C&P
Eye-witness Collins Wetangula, the vice chairman of the student union, said he was preparing to take a shower when he heard gunshots coming from Tana dorm, which hosts both men and women, 150 yards away.
The campus has six dormitories and at least 887 students, he said.
He said that when he heard the gunshots he locked himself and three roommates in their room. 'All I could hear were footsteps and gunshots, nobody was screaming because they thought this would lead the gunmen to know where they are.
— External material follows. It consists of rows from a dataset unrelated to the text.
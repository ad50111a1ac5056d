//! Shared numeric policy: one epsilon for every strict/non-strict
//! comparison in the solver.

/// Absolute tolerance used for all time/distance comparisons.
pub const EPS: f64 = 1e-9;

pub fn approx_eq(a: f64, b: f64) -> bool {
    (a - b).abs() <= EPS
}

pub fn approx_lt(a: f64, b: f64) -> bool {
    a < b - EPS
}

pub fn approx_le(a: f64, b: f64) -> bool {
    a <= b + EPS
}

pub fn approx_gt(a: f64, b: f64) -> bool {
    a > b + EPS
}

pub fn approx_ge(a: f64, b: f64) -> bool {
    a >= b - EPS
}

#[cfg(test)]
mod tests {
    use super::*;

    #[test]
    fn tolerates_epsilon_noise() {
        assert!(approx_eq(1.0, 1.0 + EPS / 2.0));
        assert!(!approx_eq(1.0, 1.1));
        assert!(approx_lt(1.0, 1.0 + 10.0 * EPS));
        assert!(!approx_lt(1.0, 1.0 + EPS / 2.0));
    }
}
'The gunmen were saying sisi ni al-Shabaab (Swaihi for we are al-Shabaab).'
Mr Wetangula said he could hear the gunmen interrogating fellow students hiding inside their rooms about their religion. He said: 'If you were a Christian you were shot on the spot. With each blast of the gun I thought I was going to die.'
The gunmen started to shoot rapidly and it was as if there was an exchange of fire, he said.
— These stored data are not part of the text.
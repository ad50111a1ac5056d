//! Conflict detection: scanning a set of per-agent paths
//! for the first, or all, pairwise collisions.

use crate::agent::{Move, Path};
use crate::geometry;
use crate::interval::Interval;
use crate::numeric::approx_lt;
use crate::roadmap::Roadmap;

/// A detected collision between two agents' moves, with the time window
/// during which it holds (used to build the negative constraint that
/// forbids it).
#[derive(Debug, Clone, PartialEq)]
pub struct Conflict {
    pub agent_a: usize,
    pub agent_b: usize,
    pub move_a: Move,
    pub move_b: Move,
    pub window: Interval,
}

/// Returns every pairwise conflict across all agents' paths, scanning
/// move-by-move in temporal order. The high-level search always needs the
/// full set, since cardinal/semi-cardinal classification and the h-value
/// both look past the single earliest conflict.
pub fn detect_all(roadmap: &Roadmap, radius: f64, paths: &[Path]) -> Vec<Conflict> {
    let mut conflicts = Vec::new();
    for a in 0..paths.len() {
        for b in (a + 1)..paths.len() {
            conflicts.extend(conflicts_between(roadmap, radius, a, &paths[a], b, &paths[b]));
        }
    }
    conflicts
}

/// Returns the earliest (by conflict-window start) conflict across all
/// agent pairs, or `None` if the paths are collision-free. Offered as a
/// cheaper alternative to [`detect_all`] for callers that only need to
/// know whether a set of paths is conflict-free at all, or want the
/// single earliest conflict without the rest.
pub fn detect_earliest(roadmap: &Roadmap, radius: f64, paths: &[Path]) -> Option<Conflict> {
    let mut earliest: Option<Conflict> = None;
    for a in 0..paths.len() {
        for b in (a + 1)..paths.len() {
            for conflict in conflicts_between(roadmap, radius, a, &paths[a], b, &paths[b]) {
                let better = match &earliest {
                    None => true,
                    Some(best) => approx_lt(conflict.window.start, best.window.start),
                };
                if better {
                    earliest = Some(conflict);
                }
            }
        }
    }
    earliest
}

fn conflicts_between(
    roadmap: &Roadmap,
    radius: f64,
    agent_a: usize,
    path_a: &Path,
    agent_b: usize,
    path_b: &Path,
) -> Vec<Conflict> {
    let mut out = Vec::new();
    for move_a in &path_a.moves {
        for move_b in &path_b.moves {
            if !approx_lt(move_a.t_start, move_b.t_end) || !approx_lt(move_b.t_start, move_a.t_end) {
                continue; // no temporal overlap at all, skip the exact check
            }
            if geometry::collides(roadmap, radius, move_a, move_b) {
                let window = Interval::new(
                    move_a.t_start.max(move_b.t_start),
                    move_a.t_end.min(move_b.t_end),
                );
                out.push(Conflict {
                    agent_a,
                    agent_b,
                    move_a: *move_a,
                    move_b: *move_b,
                    window,
                });
            }
        }
    }
    out
}

#[cfg(test)]
mod tests {
    use super::*;
    use crate::roadmap::{Point, VertexId};

    fn two_vertex_roadmap() -> Roadmap {
        let mut rm = Roadmap::new(vec![Point { x: 0.0, y: 0.0 }, Point { x: 1.0, y: 0.0 }]);
        rm.add_edge(VertexId(0), VertexId(1)).unwrap();
        rm
    }

    #[test]
    fn detects_head_on_swap_as_a_conflict() {
        let rm = two_vertex_roadmap();
        let path_a = Path {
            moves: vec![Move { agent: 0, u: VertexId(0), v: VertexId(1), t_start: 0.0, t_end: 1.0 }],
        };
        let path_b = Path {
            moves: vec![Move { agent: 1, u: VertexId(1), v: VertexId(0), t_start: 0.0, t_end: 1.0 }],
        };
        let found = detect_earliest(&rm, 0.4, &[path_a, path_b]);
        assert!(found.is_some());
        let conflict = found.unwrap();
        assert_eq!((conflict.agent_a, conflict.agent_b), (0, 1));
    }

    #[test]
    fn no_conflict_when_paths_never_overlap_in_time() {
        let rm = two_vertex_roadmap();
        let path_a = Path {
            moves: vec![Move { agent: 0, u: VertexId(0), v: VertexId(1), t_start: 0.0, t_end: 1.0 }],
        };
        let path_b = Path {
            moves: vec![Move { agent: 1, u: VertexId(1), v: VertexId(0), t_start: 5.0, t_end: 6.0 }],
        };
        assert!(detect_earliest(&rm, 0.4, &[path_a, path_b]).is_none());
    }

    #[test]
    fn detect_all_finds_every_pairwise_conflict() {
        let rm = two_vertex_roadmap();
        let a = Path {
            moves: vec![Move { agent: 0, u: VertexId(0), v: VertexId(1), t_start: 0.0, t_end: 1.0 }],
        };
        let b = Path {
            moves: vec![Move { agent: 1, u: VertexId(1), v: VertexId(0), t_start: 0.0, t_end: 1.0 }],
        };
        let c = Path {
            moves: vec![Move { agent: 2, u: VertexId(1), v: VertexId(0), t_start: 0.0, t_end: 1.0 }],
        };
        let conflicts = detect_all(&rm, 0.4, &[a, b, c]);
        // agent 0 conflicts with both 1 and 2 (head-on); 1 and 2 also
        // conflict with each other, since they occupy the same edge at
        // the same time with zero separation.
        assert_eq!(conflicts.len(), 3);
    }
}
'The next thing, we saw people in military uniform through the window of the back of our rooms who identified themselves as the Kenyan military.'
The soldiers took him and approximately 20 others to safety.
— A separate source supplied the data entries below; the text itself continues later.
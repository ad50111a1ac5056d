use std::fs;

use serde::{Deserialize, Serialize};

use crate::error::{SolverError, SolverResult};
use crate::roadmap::VertexId;

/// One participant in the instance: a disk moving from `start` to `goal`.
#[derive(Debug, Clone, Copy, PartialEq, Eq, Hash, Serialize, Deserialize)]
pub struct Agent {
    pub id: usize,
    pub start: VertexId,
    pub goal: VertexId,
}

/// A single timed traversal of an agent along edge `(u, v)`. A wait move
/// has `u == v`; any other move has `t_end == t_start + duration(u, v)`.
#[derive(Debug, Clone, Copy, PartialEq, Serialize, Deserialize)]
pub struct Move {
    pub agent: usize,
    pub u: VertexId,
    pub v: VertexId,
    pub t_start: f64,
    pub t_end: f64,
}

impl Move {
    pub fn is_wait(&self) -> bool {
        self.u == self.v
    }

    pub fn duration(&self) -> f64 {
        self.t_end - self.t_start
    }
}

/// An ordered, temporally contiguous sequence of moves for a single
/// agent, from its start vertex at t=0 to its goal vertex at `finish_time`.
#[derive(Debug, Clone, Default, PartialEq, Serialize, Deserialize)]
pub struct Path {
    pub moves: Vec<Move>,
}

impl Path {
    pub fn finish_time(&self) -> f64 {
        self.moves.last().map(|m| m.t_end).unwrap_or(0.0)
    }

    pub fn goal_vertex(&self) -> Option<VertexId> {
        self.moves.last().map(|m| m.v)
    }
}

/// Loads the per-agent task list from a YAML file of `{id, start, goal}`
/// records, one entry per agent.
pub fn load_agents(path: &std::path::Path) -> SolverResult<Vec<Agent>> {
    let text = fs::read_to_string(path)
        .map_err(|e| SolverError::InvalidInput(format!("reading tasks file {path:?}: {e}")))?;
    let records: Vec<AgentRecord> = serde_yaml::from_str(&text)
        .map_err(|e| SolverError::InvalidInput(format!("parsing tasks YAML {path:?}: {e}")))?;

    Ok(records
        .into_iter()
        .map(|r| Agent { id: r.id, start: VertexId(r.start), goal: VertexId(r.goal) })
        .collect())
}

#[derive(Debug, Deserialize)]
struct AgentRecord {
    id: usize,
    start: usize,
    goal: usize,
}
As they were running, al-Shabaab snipers on top of a three-storey building attempted to gun them down.
He added: 'We started running and bullets were whizzing past our heads and the soldiers told us to dive.'
Fellow student, Augustine Alanga, 21, described a panicked scene as gunshots rang out outside their dormitory.
He said he saw at least five heavily-armed terrorists wearing masks.
He said: 'I am just now recovering from the pain as I injured myself while trying to escape. I was running barefoot.'
He told journalists he crossed barbed-wire fencing to escape the massacre.